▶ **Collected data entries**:

■ ■ ■ ■

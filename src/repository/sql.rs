//! [`SqlRepository`]: the reference backing store, `sqlx` against SQLite
//! (§4.8 "supplemented"). Two tables, `decisions` and `plans`, linked by
//! `decision_id`; atomicity is realized with a `sqlx::Transaction` wrapping
//! both inserts, exactly as §6's persisted layout specifies.
//!
//! We target SQLite by default (`sqlite://path/to.db`) so the service has
//! no external database dependency to run, the way the teacher's own tools
//! default to local, dependency-free storage wherever a full server isn't
//! required.

use sqlx::{Row, SqlitePool, sqlite::SqlitePoolOptions};
use uuid::Uuid;

use super::{Repository, RepositoryError};
use crate::{
    context::RequestContext,
    domain::{Decision, Plan, VerdictPayload},
    prelude::*,
};

/// A repository backed by a `sqlx` SQLite connection pool.
pub struct SqlRepository {
    pool: SqlitePool,
}

impl SqlRepository {
    /// Connect to `database_url` and ensure the schema exists.
    pub async fn connect(database_url: &str) -> Result<Self> {
        let pool = SqlitePoolOptions::new()
            .max_connections(10)
            .connect(database_url)
            .await
            .context("failed to connect to database")?;
        let repository = Self { pool };
        repository.ensure_schema().await?;
        Ok(repository)
    }

    /// Build a repository around an already-connected pool (used by tests
    /// against an in-memory SQLite database).
    pub async fn from_pool(pool: SqlitePool) -> Result<Self> {
        let repository = Self { pool };
        repository.ensure_schema().await?;
        Ok(repository)
    }

    /// Create the `decisions` and `plans` tables and their indexes if they
    /// don't already exist (§6's persisted layout).
    async fn ensure_schema(&self) -> Result<()> {
        sqlx::query(
            r#"
            CREATE TABLE IF NOT EXISTS decisions (
                id TEXT PRIMARY KEY,
                input TEXT NOT NULL,
                verdict TEXT NOT NULL,
                created_at TEXT NOT NULL,
                is_final INTEGER NOT NULL
            )
            "#,
        )
        .execute(&self.pool)
        .await
        .context("failed to create decisions table")?;

        sqlx::query("CREATE INDEX IF NOT EXISTS idx_decisions_created_at ON decisions (created_at DESC)")
            .execute(&self.pool)
            .await
            .context("failed to create decisions.created_at index")?;

        sqlx::query(
            r#"
            CREATE TABLE IF NOT EXISTS plans (
                id TEXT PRIMARY KEY,
                decision_id TEXT NOT NULL REFERENCES decisions (id),
                content TEXT NOT NULL,
                created_at TEXT NOT NULL
            )
            "#,
        )
        .execute(&self.pool)
        .await
        .context("failed to create plans table")?;

        sqlx::query("CREATE INDEX IF NOT EXISTS idx_plans_decision_id ON plans (decision_id)")
            .execute(&self.pool)
            .await
            .context("failed to create plans.decision_id index")?;

        Ok(())
    }

    /// Insert a decision/plan pair inside an already-open transaction,
    /// returning an error that the caller can use to decide whether a
    /// conflict occurred.
    async fn insert(
        tx: &mut sqlx::Transaction<'_, sqlx::Sqlite>,
        decision: &Decision,
        plan: &Plan,
    ) -> Result<(), sqlx::Error> {
        let verdict_json =
            serde_json::to_string(&decision.verdict).expect("VerdictPayload always serializes");

        sqlx::query(
            "INSERT INTO decisions (id, input, verdict, created_at, is_final) VALUES (?, ?, ?, ?, ?)",
        )
        .bind(decision.id.to_string())
        .bind(&decision.input)
        .bind(verdict_json)
        .bind(crate::artifact::format_rfc3339_z(decision.created_at))
        .bind(decision.is_final)
        .execute(&mut **tx)
        .await?;

        sqlx::query("INSERT INTO plans (id, decision_id, content, created_at) VALUES (?, ?, ?, ?)")
            .bind(plan.id.to_string())
            .bind(plan.decision_id.to_string())
            .bind(&plan.content)
            .bind(crate::artifact::format_rfc3339_z(plan.created_at))
            .execute(&mut **tx)
            .await?;

        Ok(())
    }
}

#[async_trait]
impl Repository for SqlRepository {
    #[instrument(level = "debug", skip_all)]
    async fn save_artifacts(
        &self,
        _ctx: &RequestContext,
        mut decision: Decision,
        mut plan: Plan,
    ) -> Result<(Decision, Plan), RepositoryError> {
        plan.decision_id = decision.id;

        let mut tx = self
            .pool
            .begin()
            .await
            .map_err(|error| RepositoryError::Storage(error.into()))?;

        match Self::insert(&mut tx, &decision, &plan).await {
            Ok(()) => {
                tx.commit().await.map_err(|error| RepositoryError::Storage(error.into()))?;
                Ok((decision, plan))
            }
            Err(sqlx::Error::Database(db_error)) if db_error.is_unique_violation() => {
                // Abort this transaction and retry once under a fresh id
                // (§9 design notes, resolved open question).
                drop(tx);
                let regenerated = Uuid::new_v4();
                decision.id = regenerated;
                plan.id = regenerated;
                plan.decision_id = regenerated;

                let mut retry_tx = self
                    .pool
                    .begin()
                    .await
                    .map_err(|error| RepositoryError::Storage(error.into()))?;
                match Self::insert(&mut retry_tx, &decision, &plan).await {
                    Ok(()) => {
                        retry_tx
                            .commit()
                            .await
                            .map_err(|error| RepositoryError::Storage(error.into()))?;
                        Ok((decision, plan))
                    }
                    Err(sqlx::Error::Database(db_error)) if db_error.is_unique_violation() => {
                        Err(RepositoryError::Conflict)
                    }
                    Err(error) => Err(RepositoryError::Storage(error.into())),
                }
            }
            Err(error) => Err(RepositoryError::Storage(error.into())),
        }
    }

    async fn get_decision(&self, _ctx: &RequestContext, id: Uuid) -> Result<Decision, RepositoryError> {
        let row = sqlx::query("SELECT id, input, verdict, created_at, is_final FROM decisions WHERE id = ?")
            .bind(id.to_string())
            .fetch_optional(&self.pool)
            .await
            .map_err(|error| RepositoryError::Storage(error.into()))?
            .ok_or(RepositoryError::NotFound)?;

        row_to_decision(&row)
    }

    async fn get_plan(&self, _ctx: &RequestContext, id: Uuid) -> Result<Plan, RepositoryError> {
        let row = sqlx::query("SELECT id, decision_id, content, created_at FROM plans WHERE id = ?")
            .bind(id.to_string())
            .fetch_optional(&self.pool)
            .await
            .map_err(|error| RepositoryError::Storage(error.into()))?
            .ok_or(RepositoryError::NotFound)?;

        row_to_plan(&row)
    }

    async fn get_plan_by_decision(
        &self,
        _ctx: &RequestContext,
        decision_id: Uuid,
    ) -> Result<Plan, RepositoryError> {
        let row = sqlx::query(
            "SELECT id, decision_id, content, created_at FROM plans WHERE decision_id = ?",
        )
        .bind(decision_id.to_string())
        .fetch_optional(&self.pool)
        .await
        .map_err(|error| RepositoryError::Storage(error.into()))?
        .ok_or(RepositoryError::NotFound)?;

        row_to_plan(&row)
    }

    async fn ping(&self, _ctx: &RequestContext) -> Result<(), RepositoryError> {
        sqlx::query("SELECT 1")
            .execute(&self.pool)
            .await
            .map_err(|error| RepositoryError::Storage(error.into()))?;
        Ok(())
    }

    async fn close(&self) {
        self.pool.close().await;
    }
}

fn row_to_decision(row: &sqlx::sqlite::SqliteRow) -> Result<Decision, RepositoryError> {
    let id: String = row.try_get("id").map_err(|error| RepositoryError::Storage(error.into()))?;
    let verdict_json: String =
        row.try_get("verdict").map_err(|error| RepositoryError::Storage(error.into()))?;
    let created_at: String =
        row.try_get("created_at").map_err(|error| RepositoryError::Storage(error.into()))?;
    let is_final: bool =
        row.try_get("is_final").map_err(|error| RepositoryError::Storage(error.into()))?;

    Ok(Decision {
        id: parse_uuid(&id)?,
        created_at: parse_timestamp(&created_at)?,
        input: row.try_get("input").map_err(|error| RepositoryError::Storage(error.into()))?,
        verdict: serde_json::from_str::<VerdictPayload>(&verdict_json)
            .map_err(|error| RepositoryError::Storage(error.into()))?,
        is_final,
    })
}

fn row_to_plan(row: &sqlx::sqlite::SqliteRow) -> Result<Plan, RepositoryError> {
    let id: String = row.try_get("id").map_err(|error| RepositoryError::Storage(error.into()))?;
    let decision_id: String =
        row.try_get("decision_id").map_err(|error| RepositoryError::Storage(error.into()))?;
    let created_at: String =
        row.try_get("created_at").map_err(|error| RepositoryError::Storage(error.into()))?;

    Ok(Plan {
        id: parse_uuid(&id)?,
        decision_id: parse_uuid(&decision_id)?,
        created_at: parse_timestamp(&created_at)?,
        content: row.try_get("content").map_err(|error| RepositoryError::Storage(error.into()))?,
    })
}

fn parse_uuid(value: &str) -> Result<Uuid, RepositoryError> {
    Uuid::parse_str(value).map_err(|error| RepositoryError::Storage(anyhow!(error)))
}

fn parse_timestamp(value: &str) -> Result<chrono::DateTime<chrono::Utc>, RepositoryError> {
    chrono::DateTime::parse_from_rfc3339(value)
        .map(|dt| dt.with_timezone(&chrono::Utc))
        .map_err(|error| RepositoryError::Storage(anyhow!(error)))
}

■ ■ ■ ■

▶ **Exercise instructions**: The word "NULL" occurs on some lines of the data. Give the number of those lines only.

▶ **Answer to the exercise**: 7